**PROBLEM REQUIREMENTS**
Search the entries for the word "instrument". Copy each line in which it is found.

**DATA EXCERPTS**
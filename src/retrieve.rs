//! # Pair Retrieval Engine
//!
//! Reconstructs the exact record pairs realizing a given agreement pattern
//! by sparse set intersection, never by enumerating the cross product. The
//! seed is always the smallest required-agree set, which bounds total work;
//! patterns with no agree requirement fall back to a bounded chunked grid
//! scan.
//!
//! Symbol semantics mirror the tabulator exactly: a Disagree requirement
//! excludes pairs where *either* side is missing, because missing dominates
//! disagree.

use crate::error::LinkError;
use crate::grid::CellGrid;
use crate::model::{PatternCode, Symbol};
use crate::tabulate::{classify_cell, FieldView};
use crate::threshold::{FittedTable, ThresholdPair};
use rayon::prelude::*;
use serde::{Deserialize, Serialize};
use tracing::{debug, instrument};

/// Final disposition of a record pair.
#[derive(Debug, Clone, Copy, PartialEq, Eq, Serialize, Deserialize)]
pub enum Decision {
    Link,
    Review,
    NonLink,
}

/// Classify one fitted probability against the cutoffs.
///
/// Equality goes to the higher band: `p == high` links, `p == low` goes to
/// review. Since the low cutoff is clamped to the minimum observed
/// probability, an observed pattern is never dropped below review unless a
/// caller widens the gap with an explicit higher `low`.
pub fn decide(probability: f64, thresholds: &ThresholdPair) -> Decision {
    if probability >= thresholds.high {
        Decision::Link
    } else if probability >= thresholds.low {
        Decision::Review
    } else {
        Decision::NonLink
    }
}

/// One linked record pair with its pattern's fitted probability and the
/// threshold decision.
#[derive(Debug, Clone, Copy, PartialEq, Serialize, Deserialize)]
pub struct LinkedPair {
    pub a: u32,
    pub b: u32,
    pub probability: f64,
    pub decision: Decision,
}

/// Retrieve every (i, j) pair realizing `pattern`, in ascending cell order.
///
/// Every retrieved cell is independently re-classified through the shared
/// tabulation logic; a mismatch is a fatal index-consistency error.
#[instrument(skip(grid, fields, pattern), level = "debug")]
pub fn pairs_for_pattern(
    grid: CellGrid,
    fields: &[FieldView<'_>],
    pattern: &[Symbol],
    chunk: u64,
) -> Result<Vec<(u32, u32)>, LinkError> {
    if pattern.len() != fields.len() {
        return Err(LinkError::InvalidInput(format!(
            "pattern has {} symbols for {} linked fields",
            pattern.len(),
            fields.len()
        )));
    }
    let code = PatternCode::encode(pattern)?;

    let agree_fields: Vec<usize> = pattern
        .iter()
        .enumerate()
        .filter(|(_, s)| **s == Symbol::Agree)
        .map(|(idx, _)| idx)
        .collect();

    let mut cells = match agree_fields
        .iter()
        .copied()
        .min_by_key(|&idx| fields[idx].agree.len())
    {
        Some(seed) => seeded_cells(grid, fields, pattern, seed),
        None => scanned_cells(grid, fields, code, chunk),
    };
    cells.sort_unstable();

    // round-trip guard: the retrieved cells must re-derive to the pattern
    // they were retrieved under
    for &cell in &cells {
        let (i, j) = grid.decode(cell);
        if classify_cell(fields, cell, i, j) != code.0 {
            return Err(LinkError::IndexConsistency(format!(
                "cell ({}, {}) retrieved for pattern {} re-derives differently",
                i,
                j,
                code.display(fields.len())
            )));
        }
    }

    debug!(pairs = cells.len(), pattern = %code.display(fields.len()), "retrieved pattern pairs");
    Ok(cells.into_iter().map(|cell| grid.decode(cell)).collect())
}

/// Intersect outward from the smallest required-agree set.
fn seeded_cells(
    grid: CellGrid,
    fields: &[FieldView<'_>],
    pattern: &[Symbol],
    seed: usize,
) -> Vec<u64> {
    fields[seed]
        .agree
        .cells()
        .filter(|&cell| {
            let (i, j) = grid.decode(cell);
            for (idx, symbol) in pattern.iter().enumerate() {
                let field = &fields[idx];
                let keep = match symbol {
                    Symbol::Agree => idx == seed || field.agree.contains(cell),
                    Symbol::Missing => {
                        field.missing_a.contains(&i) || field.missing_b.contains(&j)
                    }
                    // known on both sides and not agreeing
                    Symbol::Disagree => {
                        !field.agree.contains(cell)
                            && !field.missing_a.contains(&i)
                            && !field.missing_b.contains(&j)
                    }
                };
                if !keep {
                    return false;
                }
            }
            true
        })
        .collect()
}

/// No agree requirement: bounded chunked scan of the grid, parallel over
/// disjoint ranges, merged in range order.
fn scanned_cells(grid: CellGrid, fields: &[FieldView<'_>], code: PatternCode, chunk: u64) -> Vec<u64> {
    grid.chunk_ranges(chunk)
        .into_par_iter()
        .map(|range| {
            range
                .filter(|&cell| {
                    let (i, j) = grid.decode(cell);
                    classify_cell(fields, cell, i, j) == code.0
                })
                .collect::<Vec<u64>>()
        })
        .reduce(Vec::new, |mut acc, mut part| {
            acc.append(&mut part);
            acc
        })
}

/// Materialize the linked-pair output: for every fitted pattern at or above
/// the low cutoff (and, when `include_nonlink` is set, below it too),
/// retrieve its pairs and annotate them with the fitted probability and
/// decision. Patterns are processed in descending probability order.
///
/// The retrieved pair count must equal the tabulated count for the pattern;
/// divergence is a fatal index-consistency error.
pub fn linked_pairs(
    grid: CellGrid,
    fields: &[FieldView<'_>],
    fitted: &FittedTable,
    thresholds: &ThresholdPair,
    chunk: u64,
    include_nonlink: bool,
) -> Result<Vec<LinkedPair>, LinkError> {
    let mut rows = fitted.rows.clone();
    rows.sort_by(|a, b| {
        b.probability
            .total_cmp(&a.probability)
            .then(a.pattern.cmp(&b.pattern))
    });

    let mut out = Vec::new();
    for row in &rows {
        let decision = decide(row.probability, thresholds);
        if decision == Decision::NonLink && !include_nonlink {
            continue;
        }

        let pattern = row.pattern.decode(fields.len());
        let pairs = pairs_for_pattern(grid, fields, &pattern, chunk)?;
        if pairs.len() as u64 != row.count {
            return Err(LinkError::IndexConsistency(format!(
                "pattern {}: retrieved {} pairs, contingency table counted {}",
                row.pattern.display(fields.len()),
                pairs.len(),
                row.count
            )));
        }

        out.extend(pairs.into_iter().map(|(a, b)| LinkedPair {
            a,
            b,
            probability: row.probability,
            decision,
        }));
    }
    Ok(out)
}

**WORKED SOLUTION**
use tracing::{debug, instrument};
#[instrument(skip(grid, fields, pattern), level = "debug")]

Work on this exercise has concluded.